What's gradient descent, and why are we talking about it now? This is actually one answer to a question that was posed in the previous two workshops, but which we didn't have time to answer in detail:

> *How* do machine learning models find the optimal parameters?

There's an asterisk here, because not all machine learning algorithms use gradient descent, like decision trees (which we'll cover later today). That being said, it's pretty pervasive in machine learning and absolutely crucial in deep learning. Let's get started!

Imagine you're blind, and you're standing on the side of a hill. You want to go downward- how do you know which way to go? You can feel with your feet *which direction the slope is*, and then go in the opposite direction of the upward slope. You then *walk some distance* in that direction, and *repeat the process*. That's pretty much it!
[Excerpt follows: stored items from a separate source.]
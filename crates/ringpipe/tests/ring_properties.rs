//! Property-based tests for the ring buffer invariants.
//!
//! Coverage:
//! - `ScalarRing<u8>` / `ScalarRing<char>` (plain-scalar storage)
//! - `SlotRing<String>` (owned-element storage)
//!
//! Both variants share the same sequence-counter algebra, so the invariants
//! are exercised against each.

use proptest::prelude::*;
use ringpipe::{ByteRing, CharRing, LineRing};
use std::sync::Arc;
use std::thread;

// =============================================================================
// Bounded count: 0 <= to_read <= capacity, to_read + to_write == capacity
// =============================================================================

proptest! {
    /// The availability algebra holds after any interleaving of writes and
    /// reads, at any capacity (including odd, non-power-of-two sizes).
    #[test]
    fn prop_availability_algebra(
        capacity in 1usize..64,
        ops in proptest::collection::vec(any::<(bool, u8)>(), 0..200),
    ) {
        let ring = ByteRing::new(capacity).unwrap();
        for (is_write, byte) in ops {
            if is_write {
                ring.write(byte);
            } else {
                ring.read();
            }
            prop_assert!(ring.to_read() <= capacity);
            prop_assert_eq!(ring.to_read() + ring.to_write(), capacity);
            prop_assert!(ring.to_read_straight() <= ring.to_read());
            prop_assert!(ring.to_write_straight() <= ring.to_write());
        }
    }

    /// Straight runs never exceed the distance to the physical edge.
    #[test]
    fn prop_straight_runs_are_contiguous(
        capacity in 1usize..32,
        writes in 0usize..100,
        reads in 0usize..100,
    ) {
        let ring = ByteRing::new(capacity).unwrap();
        for i in 0..writes {
            ring.write(i as u8);
        }
        ring.advance_read(reads);

        let run = ring.read_run();
        prop_assert_eq!(run.len(), ring.to_read_straight());
        let n = run.len();
        run.commit(n);
    }

    /// FIFO: every byte comes out in the order it went in, across wraps.
    #[test]
    fn prop_fifo_order(
        capacity in 1usize..16,
        data in proptest::collection::vec(any::<u8>(), 0..300),
    ) {
        let ring = ByteRing::new(capacity).unwrap();
        let mut out = Vec::with_capacity(data.len());
        let mut offered = 0;
        while out.len() < data.len() {
            offered += ring.write_from(&data[offered..]);
            let mut buf = [0u8; 8];
            let n = ring.read_into(&mut buf);
            out.extend_from_slice(&buf[..n]);
        }
        prop_assert_eq!(out, data);
    }

    /// Once EOS is latched, write_seq is frozen no matter what the writer does.
    #[test]
    fn prop_eos_freezes_writes(
        capacity in 1usize..16,
        pre in 0usize..16,
        post in proptest::collection::vec(any::<u8>(), 0..32),
    ) {
        let ring = ByteRing::new(capacity).unwrap();
        let written = (0..pre).map(|i| ring.write(i as u8)).filter(|ok| *ok).count();
        ring.set_eos();

        for b in post {
            prop_assert!(!ring.write(b));
        }
        prop_assert_eq!(ring.write_from(&[1, 2, 3]), 0);
        prop_assert_eq!(ring.advance_write(3), 0);
        prop_assert_eq!(ring.to_read(), written);
    }

    /// Reading past the last item reports absent and does not move read_seq.
    #[test]
    fn prop_read_past_end_is_stable(capacity in 1usize..16) {
        let ring = CharRing::new(capacity).unwrap();
        ring.write('x');
        assert_eq!(ring.read(), Some('x'));
        for _ in 0..4 {
            prop_assert_eq!(ring.read(), None);
            prop_assert_eq!(ring.peek(0), None);
            prop_assert_eq!(ring.to_read(), 0);
        }
        // the ring still works after the misses
        ring.write('y');
        prop_assert_eq!(ring.read(), Some('y'));
    }

    /// Owned-element variant: same algebra, ownership preserved.
    #[test]
    fn prop_slot_ring_fifo(
        capacity in 1usize..8,
        lines in proptest::collection::vec("[a-z]{0,6}", 0..50),
    ) {
        let ring = LineRing::new(capacity).unwrap();
        let mut out = Vec::with_capacity(lines.len());
        let mut pending = lines.clone().into_iter();
        let mut carry: Option<String> = None;
        loop {
            let item = match carry.take().or_else(|| pending.next()) {
                Some(item) => match ring.write(item) {
                    Ok(()) => None,
                    Err(back) => Some(back),
                },
                None => None,
            };
            carry = item;
            match ring.read() {
                Some(line) => out.push(line),
                None if carry.is_none() => break,
                None => {}
            }
        }
        prop_assert_eq!(out, lines);
    }
}

// =============================================================================
// Cross-thread delivery: release/acquire publication is enough for SPSC
// =============================================================================

#[test]
fn threaded_byte_stream_arrives_in_order() {
    let ring = Arc::new(ByteRing::new(7).unwrap());
    let total = 10_000usize;

    let producer = {
        let ring = Arc::clone(&ring);
        thread::spawn(move || {
            let mut sent = 0usize;
            while sent < total {
                if ring.write((sent % 251) as u8) {
                    sent += 1;
                } else {
                    thread::yield_now();
                }
            }
            ring.set_eos();
        })
    };

    let consumer = {
        let ring = Arc::clone(&ring);
        thread::spawn(move || {
            let mut received = Vec::with_capacity(total);
            loop {
                match ring.read() {
                    Some(b) => received.push(b),
                    None if ring.is_drained() => break,
                    None => thread::yield_now(),
                }
            }
            received
        })
    };

    producer.join().unwrap();
    let received = consumer.join().unwrap();
    assert_eq!(received.len(), total);
    for (i, b) in received.iter().enumerate() {
        assert_eq!(*b, (i % 251) as u8);
    }
}

#[test]
fn threaded_eos_is_observed_after_the_last_item() {
    // EOS is latched right after the final write; the consumer must never
    // see "drained" while an item is still unread.
    for _ in 0..200 {
        let ring = Arc::new(LineRing::new(3).unwrap());
        let producer = {
            let ring = Arc::clone(&ring);
            thread::spawn(move || {
                for i in 0..5 {
                    let mut item = format!("m{i}");
                    loop {
                        match ring.write(item) {
                            Ok(()) => break,
                            Err(back) => {
                                item = back;
                                thread::yield_now();
                            }
                        }
                    }
                }
                ring.set_eos();
            })
        };
        let mut seen = 0;
        loop {
            match ring.read() {
                Some(_) => seen += 1,
                None if ring.is_drained() => break,
                None => thread::yield_now(),
            }
        }
        producer.join().unwrap();
        assert_eq!(seen, 5);
    }
}
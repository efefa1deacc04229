//! Ring throughput benchmarks: item-at-a-time vs straight-run bulk transfer.

use criterion::{criterion_group, criterion_main, BenchmarkId, Criterion, Throughput};
use ringpipe::ByteRing;

fn bench_single_item(c: &mut Criterion) {
    let mut group = c.benchmark_group("single_item");
    for capacity in [64usize, 2048] {
        group.throughput(Throughput::Elements(capacity as u64));
        group.bench_with_input(
            BenchmarkId::from_parameter(capacity),
            &capacity,
            |b, &capacity| {
                let ring = ByteRing::new(capacity).unwrap();
                b.iter(|| {
                    for i in 0..capacity {
                        ring.write(i as u8);
                    }
                    let mut sum = 0u64;
                    while let Some(b) = ring.read() {
                        sum = sum.wrapping_add(u64::from(b));
                    }
                    sum
                });
            },
        );
    }
    group.finish();
}

fn bench_straight_runs(c: &mut Criterion) {
    let mut group = c.benchmark_group("straight_runs");
    for capacity in [64usize, 2048] {
        group.throughput(Throughput::Bytes(capacity as u64));
        group.bench_with_input(
            BenchmarkId::from_parameter(capacity),
            &capacity,
            |b, &capacity| {
                let ring = ByteRing::new(capacity).unwrap();
                let data = vec![0xA5u8; capacity];
                let mut out = vec![0u8; capacity];
                b.iter(|| {
                    ring.write_from(&data);
                    ring.read_into(&mut out);
                    out[capacity - 1]
                });
            },
        );
    }
    group.finish();
}

criterion_group!(benches, bench_single_item, bench_straight_runs);
criterion_main!(benches);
Gradient descent is a fairly intuitive process.

> So what do the hills represent?

The hills represent **loss** (reminder: loss is a synonym for cost; the thing you want to minimize). If we're sticking with three dimensions for the sake of visualizing, that means that if you pick two coordinates (say, $x$ and $y$), there's a height (loss) associated with those coordinates. Also recall that in the case of 2D linear regression, we want to find a **weight** and a **bias**; let's use $w$ and $b$ as our variables. Also, we'll call the loss $J$ (it's just convention). That means that we want to find:
$$
J(w, b)_{min}
$$

**\[WARNING\] CALCULUS INCOMING**  
(If you're not comfortable with calculus, don't worry about this next stuff– but if you want to get as concrete as possible, this is for you)

Mathematically, slope can be found by taking the *derivative* of a function. When you take the partial derivative of a function in all directions, that's called the *gradient*. The gradient of a function is a *vector* that points in the **direction of steepest ascent**. So, to go *down the gradient*, we would ideally wish to find the gradient of the loss function with respect to the weights, then take the *negative of the gradient* (direction of steepest descent), and update the weights in that direction.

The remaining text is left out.